We conduct our operations in leased facilities. In June 2009, we entered into a ten-year lease agreement for 27 thousand square feet of office space with the right of first refusal on an additional 4 thousand square feet in a building located in Marlborough, Massachusetts. This lease agreement commenced September 1, 2009 and obligates us to make minimum lease payments plus our pro-rata share of future real estate tax increases and certain operating expense increases above the base year. The lease payments began after three (3) free months of rent and increase by approximately 2% per annum. The total commitment under the lease is approximately $5,390, net of a tenant allowance of $411. We record rent expense on a straight-line basis, taking into consideration the free rent period, the tenant allowance received at the outset of the lease, and annual incremental increases to the lease payments. This lease agreement also requires us to maintain a Letter of Credit in the amount of $136 through October 31, 2019, which we collateralized with a certificate of deposit classified as a long-term restricted asset on our Balance Sheet.

In July 2008, Bitstream India Pvt. Ltd., our wholly-owned subsidiary, entered into a thirty-three (33) month lease agreement in Nodia India. This lease agreement commenced May 1, 2008 and obligates us to make monthly payments including service taxes. Our total financial commitment during the thirty-three (33) month lease period is approximately $132 U.S. dollars.

 

25


Table of Contents

As of March 31, 2010, we had no material commitments for capital expenditures.

On May 17, 2010, we agreed to acquire the assets of Press-sense Ltd. for $6.5 million in cash. Based in Israel, Press-sense is a leading developer of business flow automation systems. The purchase is expected to be completed during our quarter ended June 30, 2010. The purchase price allocation has not been completed, but a significant portion of the purchase price is expected to be allocated to acquired intangible assets and goodwill.

We believe our current cash and cash equivalent balances will be sufficient to meet our operating and capital requirements for at least the next 12 months. There can be no assurance, however, that we will not require additional financing in the future. If we were required to obtain additional financing in the future, there can be no assurance that sources of capital would be available on terms favorable to us, if at all.

We have certain royalty commitments associated with the shipment and licensing of certain products. Royalty expense is primarily based on a dollar amount per unit shipped or a percentage of the underlying revenue. Royalty expense is recorded as cost of license revenue on our Consolidated Statement of Operations.

From time to time, we evaluate potential acquisitions of products, businesses and technologies that may complement or expand our business. If we were to pursue any such transaction, we may use a portion of our working capital or raise funding for such activities through the issuance of equity or debt securities.

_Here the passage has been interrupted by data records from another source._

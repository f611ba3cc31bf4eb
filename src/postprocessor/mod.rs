//! Reshapes converged quantities into their on-disk artifact form and writes
//! them. The self-energy travels as a diagonal representation inside the
//! crate; later pipeline stages expect dense `(num_energies, L, L)` arrays, so
//! the diagonal is embedded here, at the persistence boundary.

use crate::{outer_loop::GridKey, IOError};
use ndarray::{Array2, Array3, ArrayView2};
use ndarray_npy::write_npy;
use num_complex::Complex;
use std::path::Path;

/// Embed a diagonal self-energy (one row per orbital, one column per sample
/// energy) into dense per-energy matrices with zero off-diagonal entries.
pub(crate) fn embed_diagonal(diagonal: ArrayView2<Complex<f64>>) -> Array3<Complex<f64>> {
    let (num_orbitals, num_energies) = diagonal.dim();
    let mut dense = Array3::zeros((num_energies, num_orbitals, num_orbitals));
    for n in 0..num_energies {
        for i in 0..num_orbitals {
            dense[[n, i, i]] = diagonal[[i, n]];
        }
    }
    dense
}

fn artifact_name(key: &GridKey) -> String {
    format!("dmu_{}.npy", key.label())
}

/// Persist the converged hybridization function for one grid point
pub(crate) fn write_delta(
    directory: &Path,
    key: &GridKey,
    delta: &Array2<Complex<f64>>,
) -> Result<(), IOError> {
    write_npy(directory.join(artifact_name(key)), delta)?;
    Ok(())
}

/// Persist the dense physical self-energy for one grid point
pub(crate) fn write_sigma(
    directory: &Path,
    key: &GridKey,
    sigma: &Array3<Complex<f64>>,
) -> Result<(), IOError> {
    write_npy(directory.join(artifact_name(key)), sigma)?;
    Ok(())
}

/// Persist the converged chemical potential as plain text
pub(crate) fn write_mu(path: &Path, mu: f64) -> Result<(), IOError> {
    std::fs::write(path, mu.to_string())?;
    Ok(())
}
//! The device atomic structure the upstream DFT stage worked on. The sweep
//! only uses it to restrict attention to the scattering region and to the
//! chemically active species; the orbital count itself is fixed by the
//! occupancy vector handed over alongside.

use crate::BuildError;
use color_eyre::eyre::eyre;
use config::{Config, File};
use serde::Deserialize;
use std::path::PathBuf;

/// One atom of the device structure
#[derive(Debug, Clone, Deserialize)]
pub struct Atom {
    /// Chemical symbol
    pub symbol: String,
    /// Cartesian position in Angstrom
    pub position: [f64; 3],
}

/// The device atomic structure
#[derive(Debug, Clone, Deserialize)]
pub struct Device {
    /// All atoms, in the order the DFT stage indexed them
    pub atoms: Vec<Atom>,
}

impl Device {
    /// Deserialize the structure from a TOML description
    pub fn build(path: PathBuf) -> color_eyre::Result<Self> {
        let s = Config::builder().add_source(File::from(path)).build()?;
        s.try_deserialize()
            .map_err(|e| eyre!("Failed to deserialize device: {:?}", e))
    }

    /// Keep only the atoms inside the scattering region
    pub fn restrict(&self, scattering_region: &[usize]) -> Result<Device, BuildError> {
        let atoms = scattering_region
            .iter()
            .map(|&index| {
                self.atoms.get(index).cloned().ok_or_else(|| {
                    BuildError::Configuration(format!(
                        "scattering region index {} out of range for {} atoms",
                        index,
                        self.atoms.len()
                    ))
                })
            })
            .collect::<Result<Vec<_>, _>>()?;
        Ok(Device { atoms })
    }

    /// Indices of the atoms whose species is chemically active
    pub fn active_indices(&self, species: &[String]) -> Vec<usize> {
        self.atoms
            .iter()
            .enumerate()
            .filter(|(_, atom)| species.contains(&atom.symbol))
            .map(|(index, _)| index)
            .collect()
    }
}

Potential Indemnification Obligations Off-Balance Sheet Arrangements

We enter into standard indemnification agreements in the ordinary course of business. Pursuant to these agreements, we indemnify, hold harmless, and agree to reimburse the indemnified party for losses suffered or incurred by the indemnified party, generally business partners or customers, in connection with any U.S. patent, copyright or other intellectual property infringement claim by any third party with respect to our products. The term of these indemnification agreements is generally perpetual any time after execution of the agreement. The maximum potential amount of future payments we could be required to make under these indemnification agreements is unlimited. We have never incurred costs to defend lawsuits or settle claims related to these indemnification agreements. As a result, we believe the estimated fair value of these agreements is minimal, but we can provide no assurance that payments will not be required under these agreements in the future.

Stock Repurchase Plan

We may, from time to time, as business conditions warrant, purchase stock in the open market or through private transactions and may enter into structured stock repurchase agreements with third parties. Purchases may be increased, decreased or discontinued at any time without prior notice. Any repurchase program is subject to certain repurchase conditions, including daily volume limitations, as provided under the applicable SEC safe harbor rules.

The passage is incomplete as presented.